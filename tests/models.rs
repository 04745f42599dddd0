use std::io::Cursor;

use arbor::lang::{RelId, TagId, TokenIds};
use arbor::models::{DependencyModel, RelationLookup, HMM};

fn close(a: f32, b: f32) -> bool {
    (a - b).abs() < 1e-5
}

// states: 0 service, 1 unknown, 2 determiner, 3 noun, 4 verb
// words: 0 service, 1 unknown, 2 the, 3 dog, 4 barks, 5 cat
fn trained_hmm() -> HMM {
    let mut hmm = HMM::new(5, 6);
    hmm.train_sentence(0, 0, &[(2, 2), (3, 3), (4, 4)]);
    hmm.train_sentence(0, 0, &[(2, 2), (3, 5), (4, 4)]);
    hmm
}

#[test]
fn test_hmm_counts() {
    let hmm = trained_hmm();
    assert_eq!(hmm.num_states(), 5);
    assert_eq!(hmm.num_observations(), 6);
    assert_eq!(*hmm.transitions().at([0, 2]), 2.0);
    assert_eq!(*hmm.transitions().at([2, 3]), 2.0);
    assert_eq!(*hmm.transitions().at([3, 4]), 2.0);
    assert_eq!(*hmm.transitions().at([4, 0]), 2.0);
    assert_eq!(*hmm.transitions().at([0, 4]), 0.0);
    assert_eq!(*hmm.emissions().at([2, 2]), 2.0);
    assert_eq!(*hmm.emissions().at([3, 3]), 1.0);
    assert_eq!(*hmm.emissions().at([3, 5]), 1.0);
    assert_eq!(*hmm.emissions().at([4, 4]), 2.0);
    assert_eq!(*hmm.emissions().at([0, 0]), 2.0);
}

#[test]
fn test_hmm_train_sentence_empty() {
    let mut hmm = HMM::new(5, 6);
    hmm.train_sentence(0, 0, &[]);
    assert_eq!(hmm, HMM::new(5, 6));
}

#[test]
fn test_hmm_normalize() {
    let mut hmm = trained_hmm();
    hmm.normalize(0.1);
    // row sums: transitions 2 over 5 states, emissions 2 over 6 words
    assert!(close(
        *hmm.transitions().at([0, 2]),
        2.1f32.ln() - 2.5f32.ln()
    ));
    assert!(close(
        *hmm.transitions().at([0, 4]),
        0.1f32.ln() - 2.5f32.ln()
    ));
    assert!(close(
        *hmm.emissions().at([2, 2]),
        2.1f32.ln() - 2.6f32.ln()
    ));
}

#[test]
fn test_hmm_predict() {
    let mut hmm = trained_hmm();
    hmm.normalize(0.1);
    assert_eq!(hmm.predict(0, &[2, 3, 4]), vec![2, 3, 4]);
    assert_eq!(hmm.predict(0, &[2, 5, 4]), vec![2, 3, 4]);
    // an unseen word follows the transition structure
    assert_eq!(hmm.predict(0, &[2, 1, 4]), vec![2, 3, 4]);
    assert_eq!(hmm.predict(0, &[]), Vec::<u16>::new());
}

#[test]
fn test_hmm_binary_roundtrip() {
    let mut hmm = trained_hmm();
    hmm.normalize(0.1);
    let mut bytes = Vec::new();
    hmm.save_binary(&mut bytes).unwrap();
    let mut restored = HMM::default();
    restored.load_binary(&mut Cursor::new(&bytes)).unwrap();
    assert_eq!(restored, hmm);
}

// tags: 0 root, 1 determiner, 2 noun, 3 verb
// relations: 0 root, 1 det, 2 nsubj (head follows), 3 dobj (head precedes)
struct Rels;

impl RelationLookup for Rels {
    fn root_relation(&self) -> RelId {
        0
    }

    fn head_before(&self, rel: RelId) -> Option<bool> {
        match rel {
            0 | 1 | 2 => Some(false),
            3 => Some(true),
            _ => None,
        }
    }
}

fn token(tag: TagId, head: Option<usize>, rel: RelId) -> TokenIds {
    TokenIds {
        word: 0,
        lemma: 0,
        tag: tag,
        head: head,
        rel: rel,
    }
}

// "the dog barks", three times over
fn trained_parser() -> DependencyModel {
    let sentence = vec![
        token(1, Some(2), 1),
        token(2, Some(3), 2),
        token(3, Some(0), 0),
    ];
    let mut model = DependencyModel::new(4, 4);
    for _ in 0..3 {
        model.process_sentence(0, &sentence);
    }
    model
}

#[test]
fn test_parser_counts() {
    let model = trained_parser();
    assert_eq!(model.num_relations(), 4);
    assert_eq!(model.num_tags(), 4);
    assert_eq!(model.score(1, 2, 1), 3.0);
    assert_eq!(model.score(2, 3, 2), 3.0);
    assert_eq!(model.score(0, 0, 3), 3.0);
    assert_eq!(model.score(3, 1, 2), 0.0);

    let freq = model.frequencies();
    assert_eq!(freq[&1][&1], 3);
    assert_eq!(freq[&2][&2], 3);
    assert_eq!(freq[&3][&0], 3);
    assert!(!freq.contains_key(&0));
}

#[test]
fn test_parser_rejects_broken_annotations() {
    let empty = DependencyModel::new(4, 4);

    // three words on the root
    let mut model = DependencyModel::new(4, 4);
    model.process_sentence(
        0,
        &[
            token(3, Some(0), 0),
            token(3, Some(0), 0),
            token(3, Some(0), 0),
        ],
    );
    assert_eq!(model, empty);

    // absent heads and heads beyond the sentence are skipped
    let mut model = DependencyModel::new(4, 4);
    model.process_sentence(0, &[token(1, None, 1), token(2, Some(4), 2)]);
    assert_eq!(model, empty);
}

#[test]
fn test_parser_normalize() {
    let mut model = trained_parser();
    model.normalize(0.5);
    // 16 cells per child-tag group; seen groups sum to 3
    assert!(close(model.score(1, 2, 1), 3.5f32.ln() - 11.0f32.ln()));
    assert!(close(model.score(2, 3, 2), 3.5f32.ln() - 11.0f32.ln()));
    assert!(close(model.score(0, 0, 3), 3.5f32.ln() - 11.0f32.ln()));
    assert!(close(model.score(3, 1, 2), 0.5f32.ln() - 11.0f32.ln()));
    // the root tag is never a child
    assert!(close(model.score(0, 0, 0), 0.5f32.ln() - 8.0f32.ln()));
}

#[test]
fn test_parser_build_graph() {
    let mut model = trained_parser();
    model.normalize(0.5);
    let graph = model.build_graph(&Rels, 0, &[1, 2, 3]);
    assert_eq!(graph.num_vertices(), 4);
    assert_eq!(graph.num_labels(), 4);
    // root arc onto the verb, penalized by ln(len + position)
    assert!(close(
        graph.weight(0, 3, 0),
        model.score(0, 0, 3) - 5.0f32.ln()
    ));
    // arcs run only in each relation's direction
    assert!(graph.weight(3, 2, 2).is_finite());
    assert!(graph.weight(2, 3, 2).is_nan());
    assert!(graph.weight(2, 3, 3).is_finite());
    assert!(graph.weight(3, 2, 3).is_nan());
    // distance penalty is logarithmic
    assert!(close(
        graph.weight(3, 1, 1),
        model.score(1, 3, 1) - 2.0f32.ln()
    ));
}

#[test]
fn test_parser_extract_tree() {
    let mut model = trained_parser();
    model.normalize(0.5);
    let tree = model.extract_tree(&Rels, 0, &[1, 2, 3]).unwrap();
    assert_eq!(tree.len(), 3);
    let mut heads = vec![None; 4];
    for e in &tree {
        heads[e.dest] = Some((e.src, e.label));
    }
    assert_eq!(heads[1], Some((2, 1)));
    assert_eq!(heads[2], Some((3, 2)));
    assert_eq!(heads[3], Some((0, 0)));
}

#[test]
fn test_parser_extract_tree_degenerate() {
    let mut model = trained_parser();
    model.normalize(0.5);
    assert_eq!(model.extract_tree(&Rels, 0, &[]).unwrap().len(), 0);

    // without normalization every root arc onto a lone token scores
    // exactly zero and counts as absent
    let untrained = DependencyModel::new(4, 4);
    assert!(untrained.extract_tree(&Rels, 0, &[1]).is_none());
}

#[test]
fn test_parser_binary_roundtrip() {
    let mut model = trained_parser();
    model.normalize(0.5);
    let mut bytes = Vec::new();
    model.save_binary(&mut bytes).unwrap();
    let mut restored = DependencyModel::default();
    restored.load_binary(&mut Cursor::new(&bytes)).unwrap();
    assert_eq!(restored.num_relations(), 4);
    assert_eq!(restored.num_tags(), 4);
    for rel in 0..4 {
        for head in 0..4 {
            for child in 0..4 {
                assert!(close(
                    restored.score(rel, head, child),
                    model.score(rel, head, child)
                ));
            }
        }
    }
    assert!(restored.frequencies().is_empty());
}
use std::env;
use std::path::{Path, PathBuf, MAIN_SEPARATOR};

/// Replaces a leading `~` with the current user's home directory.
///
/// Paths naming another user (`~name/...`) and paths whose home cannot
/// be determined come back unchanged.
pub fn expandtilde<P: AsRef<Path>>(path: P) -> PathBuf {
    let path = path.as_ref();
    let path_str = match path.to_str() {
        Some(s) => s,
        None => return path.to_path_buf(),
    };
    if !path_str.starts_with('~') {
        return path.to_path_buf();
    }
    let i = path_str.find(MAIN_SEPARATOR).unwrap_or(path_str.len());
    if i != 1 {
        return path.to_path_buf();
    }
    match env::var_os("HOME").map(PathBuf::from) {
        Some(mut home) => {
            if i < path_str.len() - 1 {
                home.push(&path_str[i + 1..]);
            }
            home
        }
        None => path.to_path_buf(),
    }
}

- _ACTIVITY_
Apply a filter for "bool" to the data above, then copy each line that matches.

- _SOLUTION FOR THIS TASK_
fn close(a: f32, b: f32) -> bool {
    fn head_before(&self, rel: RelId) -> Option<bool> {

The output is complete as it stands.